Rescuers operating in sub-zero temperatures used drills, mechanical diggers and their bare hands to continue the search for survivors at three sites in Elazig province, where the magnitude-6.8 quake struck on Friday evening.
It killed 31 people there and four in the neighbouring province of Malatya, and was followed by more than 700 aftershocks, Disaster and Emergency Authority AFAD said yesterday. More than 1,600 sustained injuries.
Broadcast footage showed a 35-year-old woman and her infant daughter emerging from rubble in the Mustafa Pasa district of Elazig, some 550km east of the capital Ankara.
Rescuers who heard their screams took several hours to reach them in temperatures as low as minus 4 deg C, state media said. The woman's husband was among those who died.
AFAD said search and rescue operations were still under way at three different sites in Elazig.
Other provinces sent thousands of emergency workers to support rescue efforts, which were also supplemented by hundreds of volunteers, officials said.
Tents, beds and blankets were provided to shelter those displaced by the quake. AFAD urged residents not to return to damaged buildings because of the potential risk of collapse. It said officials had identified 645 heavily damaged and 76 collapsed buildings in the two provinces.
Several residents in Elazig preferred to spend another night outside, despite freezing temperatures.
"Our building is old and there are small cracks. God knows if it will survive in the event of another earthquake. We'll stay here all night," said Ms Esra Kasapoglu.
"Earlier, my son ran out of the house shouting when a jacket fell off the coat rack. When I am at home, I watch the chandelier every minute to see that it does not swing," she added.
Further away, leaning against a wall opposite the building where they live, Mr Abdi Guney and his family waited. "Every time it shakes, you get scared. We're forced to rush outside. Earlier, I was doing my ablutions before prayer and suddenly the building started shaking," he said.
"We were forced to go outside. Like last night, we were already here," he added, while his neighbours brought him and his family something to eat.
According to Interior Minister Suleyman Soylu, over 15,000 people are being accommodated in gymnasiums and in schools, while more than 5,000 tents have been set up in the city to house residents.

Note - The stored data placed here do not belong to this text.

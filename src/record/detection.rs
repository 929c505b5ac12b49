//! The detection record.

use super::status::{DetectionStatus, SyncStatus};
use crate::risk::AnalysisResult;
use crate::scan::{CaptureResult, GeoLocation};
use chrono::{DateTime, SubsecRound, Utc};
use serde::{Deserialize, Serialize};
use uuid::Uuid;

/// A single inspection incident: evidence, verdict and custody state.
///
/// Once handed to the vault the vault owns it; callers work on copies
/// returned by reads.
#[derive(Clone, PartialEq, Serialize, Deserialize)]
#[serde(rename_all = "camelCase")]
pub struct DetectionRecord {
    /// Random UUID assigned at creation.
    pub id: String,
    /// Creation time, millisecond precision.
    #[serde(with = "chrono::serde::ts_milliseconds")]
    pub timestamp: DateTime<Utc>,
    /// Encoded snapshot. Required when the verdict is suspicious.
    #[serde(default)]
    pub image_data: String,
    /// Where the inspection took place.
    #[serde(default, skip_serializing_if = "Option::is_none")]
    pub location: Option<GeoLocation>,
    /// The verdict this record preserves.
    pub analysis: AnalysisResult,
    /// Custody status.
    pub status: DetectionStatus,
    /// Upload state, managed by the vault.
    #[serde(default)]
    pub sync_status: SyncStatus,
    /// Operator notes. Never disclosed.
    #[serde(default, skip_serializing_if = "Option::is_none")]
    pub notes: Option<String>,
    /// Terminal model or label.
    #[serde(default, skip_serializing_if = "Option::is_none")]
    pub device_type: Option<String>,
}

impl DetectionRecord {
    /// Creates a pending record with a fresh id and the current time.
    pub fn new(capture: CaptureResult, analysis: AnalysisResult) -> Self {
        Self {
            id: Uuid::new_v4().to_string(),
            timestamp: Utc::now().trunc_subsecs(3),
            image_data: capture.image_data,
            location: capture.location,
            analysis,
            status: DetectionStatus::Pending,
            sync_status: SyncStatus::Pending,
            notes: None,
            device_type: None,
        }
    }

    /// Sets the custody status.
    pub fn with_status(mut self, status: DetectionStatus) -> Self {
        self.status = status;
        self
    }

    /// Attaches operator notes.
    pub fn with_notes(mut self, notes: impl Into<String>) -> Self {
        self.notes = Some(notes.into());
        self
    }

    /// Records the terminal model.
    pub fn with_device_type(mut self, device_type: impl Into<String>) -> Self {
        self.device_type = Some(device_type.into());
        self
    }

    /// Milliseconds since the Unix epoch.
    #[inline]
    pub fn timestamp_ms(&self) -> i64 {
        self.timestamp.timestamp_millis()
    }

    /// Whether an image is attached.
    #[inline]
    pub fn has_image(&self) -> bool {
        !self.image_data.is_empty()
    }
}

impl std::fmt::Debug for DetectionRecord {
    fn fmt(&self, f: &mut std::fmt::Formatter<'_>) -> std::fmt::Result {
        f.debug_struct("DetectionRecord")
            .field("id", &self.id)
            .field("timestamp", &self.timestamp)
            .field("status", &self.status)
            .field("sync_status", &self.sync_status)
            .field("risk_score", &self.analysis.risk_score)
            .field("is_suspicious", &self.analysis.is_suspicious)
            .field("image_bytes", &self.image_data.len())
            .finish_non_exhaustive()
    }
}
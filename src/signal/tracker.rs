//! Incremental per-emitter state for an active scan.
//!
//! Observations arrive one at a time, in no particular order, from a
//! channel fed by the radio collaborator. A repeat sighting of the same
//! identifier replaces the previous one; it never adds a second entry.
//! A sighting older than the one already held is stale and is dropped.

use super::conditioner::SignalConditioner;
use crate::scan::EmitterObservation;
use std::collections::HashMap;
use std::sync::mpsc::{Receiver, TryRecvError};

/// Latest known state of one emitter.
#[derive(Debug, Clone)]
pub struct TrackedEmitter {
    /// Most recent raw observation.
    pub latest: EmitterObservation,
    conditioner: SignalConditioner,
}

impl TrackedEmitter {
    /// Smoothed signal strength, rounded to whole dBm.
    pub fn smoothed_rssi(&self) -> i32 {
        self.conditioner.rounded().unwrap_or(self.latest.rssi)
    }

    /// Number of sightings folded into this entry.
    pub fn sightings(&self) -> u64 {
        self.conditioner.samples()
    }

    /// The latest observation with its raw strength replaced by the smoothed one.
    pub fn conditioned(&self) -> EmitterObservation {
        EmitterObservation {
            rssi: self.smoothed_rssi(),
            ..self.latest.clone()
        }
    }
}

/// Keeps one [`TrackedEmitter`] per identifier, in first-seen order.
#[derive(Debug, Default)]
pub struct ObservationTracker {
    order: Vec<String>,
    emitters: HashMap<String, TrackedEmitter>,
}

impl ObservationTracker {
    /// Empty tracker.
    pub fn new() -> Self {
        Self::default()
    }

    /// Folds a single observation into the tracker.
    ///
    /// Stale sightings (older than the held one) leave the entry untouched,
    /// including its smoothed strength.
    pub fn observe(&mut self, observation: EmitterObservation) -> &TrackedEmitter {
        let id = observation.id.clone();

        if !self.emitters.contains_key(&id) {
            self.order.push(id.clone());
        }

        let entry = self
            .emitters
            .entry(id)
            .or_insert_with(|| TrackedEmitter {
                latest: observation.clone(),
                conditioner: SignalConditioner::new(),
            });

        if observation.timestamp < entry.latest.timestamp {
            tracing::trace!(
                id = %observation.id,
                stale_by_ms = (entry.latest.timestamp - observation.timestamp).num_milliseconds(),
                "Stale observation dropped"
            );
            return entry;
        }

        entry.conditioner.update(observation.rssi);
        entry.latest = observation;

        tracing::trace!(
            id = %entry.latest.id,
            rssi = entry.latest.rssi,
            smoothed = entry.smoothed_rssi(),
            "Observation folded"
        );

        entry
    }

    /// Drains every observation currently queued on the channel without blocking.
    ///
    /// Returns the number of observations consumed and whether the sender
    /// side has disconnected.
    pub fn drain(&mut self, rx: &Receiver<EmitterObservation>) -> (usize, bool) {
        let mut consumed = 0;
        loop {
            match rx.try_recv() {
                Ok(observation) => {
                    self.observe(observation);
                    consumed += 1;
                }
                Err(TryRecvError::Empty) => return (consumed, false),
                Err(TryRecvError::Disconnected) => return (consumed, true),
            }
        }
    }

    /// Returns the tracked state for an identifier.
    pub fn get(&self, id: &str) -> Option<&TrackedEmitter> {
        self.emitters.get(id)
    }

    /// Number of distinct emitters seen.
    pub fn len(&self) -> usize {
        self.order.len()
    }

    /// Returns true if nothing has been observed.
    pub fn is_empty(&self) -> bool {
        self.order.is_empty()
    }

    /// Conditioned observations in first-seen order.
    pub fn snapshot(&self) -> Vec<EmitterObservation> {
        self.order
            .iter()
            .filter_map(|id| self.emitters.get(id))
            .map(TrackedEmitter::conditioned)
            .collect()
    }

    /// Clears all state (new scan).
    pub fn reset(&mut self) {
        self.order.clear();
        self.emitters.clear();
    }
}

But "the gyms are full and there are no more tents", Mr Guney lamented. "So we have to wait here."
President Recep Tayyip Erdogan said steel-framed houses would be rapidly built in the region to provide housing for displaced residents.
Speaking on Saturday during a visit to Elazig and Malatya, he called the quake a test for Turkey.
Across Elazig city, home to around 350,000 people, owners of restaurants, hotels and even wedding salons opened their doors to accommodate anyone who wanted to spend the night there.
But many preferred to leave Elazig. One resident, who wanted to be known only as Mr Fatih, put his daughter in the backseat of his car while his wife hurriedly threw bags in the boot. Asked where he was going, he said "to the village", pointing to somewhere in the distance. "My parents live there, it will be better there."
The country has a history of powerful earthquakes. More than 17,000 people were killed in 1999 when a magnitude-7.6 quake struck Izmit, a city south-east of Istanbul.
In 2011, a quake in the eastern city of Van killed more than 500.